_Problem description_
Among the lines below, which ones contain the word "core"? Copy every such line.

_Given records_
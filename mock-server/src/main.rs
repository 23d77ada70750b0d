use tokio::net::TcpListener;
use tracing_subscriber::{layer::SubscriberExt, util::SubscriberInitExt};

#[tokio::main]
async fn main() -> Result<(), std::io::Error> {
    tracing_subscriber::registry()
        .with(
            tracing_subscriber::EnvFilter::try_from_default_env()
                .unwrap_or_else(|_| "info,mock_server=debug".into()),
        )
        .with(tracing_subscriber::fmt::layer())
        .init();

    let port = std::env::var("PORT").unwrap_or_else(|_| "3000".to_string());
    let addr = format!("127.0.0.1:{port}");
    let listener = TcpListener::bind(&addr).await?;
    tracing::info!("listening on http://{addr}/rest/");
    mock_server::run(listener).await
}
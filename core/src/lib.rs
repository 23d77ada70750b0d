//! Synchronous resource-object client for the test case management REST API.
//!
//! # Overview
//! Callers declare a [`Schema`] per resource type, then get, construct, save,
//! and delete [`RemoteObject`]s and query [`ListObject`]s through an
//! [`ApiClient`]. Objects fetch lazily on first access and memoize the
//! result. Every response runs through one classifier that turns status,
//! content type, and body into either a payload or a typed [`ResourceError`].
//!
//! # Design
//! - The network sits behind the [`Transport`] trait; the core never opens a
//!   socket itself. [`UreqTransport`] is the blocking default, and tests plug
//!   in scripted fakes.
//! - `GET` responses of schemas built with `.cached(true)` are shared by URL
//!   for a TTL ([`CachedTransport`]). Other reads and all mutations always
//!   reach the server.
//! - Updates and deletes carry the version captured at delivery
//!   (`originalVersionId`); a stale token surfaces as
//!   [`ResourceError::Conflict`] and is never retried.
//! - Wire payloads are namespaced (`ns1.name`) and annotated (`@xsi.type`);
//!   both are stripped once on arrival.

pub mod cache;
pub mod classify;
pub mod client;
pub mod config;
pub mod credentials;
pub mod error;
pub mod fields;
pub mod http;
pub mod identity;
pub mod list;
pub mod resource;

#[cfg(test)]
mod testing;

pub use cache::{CachedTransport, Clock, MemoryCache, ResponseCache, SystemClock, DEFAULT_CACHE_TTL};
pub use classify::{classify, Outcome, RequestContext};
pub use client::ApiClient;
pub use config::ApiConfig;
pub use credentials::Credentials;
pub use error::{BadResponse, ConfigError, FieldError, ResourceError, SchemaError, TransportError};
pub use fields::{Coercion, FieldDef, Fields, Schema, SchemaBuilder};
#[cfg(feature = "ureq")]
pub use http::UreqTransport;
pub use http::{HttpMethod, HttpRequest, HttpResponse, Transport};
pub use identity::ResourceIdentity;
pub use list::{ListObject, ListQuery, SortDirection};
pub use resource::{DeliveryState, RemoteObject};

_Written answer_
filename core/src/lib.rs
//! - The network sits behind the [`Transport`] trait; the core never opens a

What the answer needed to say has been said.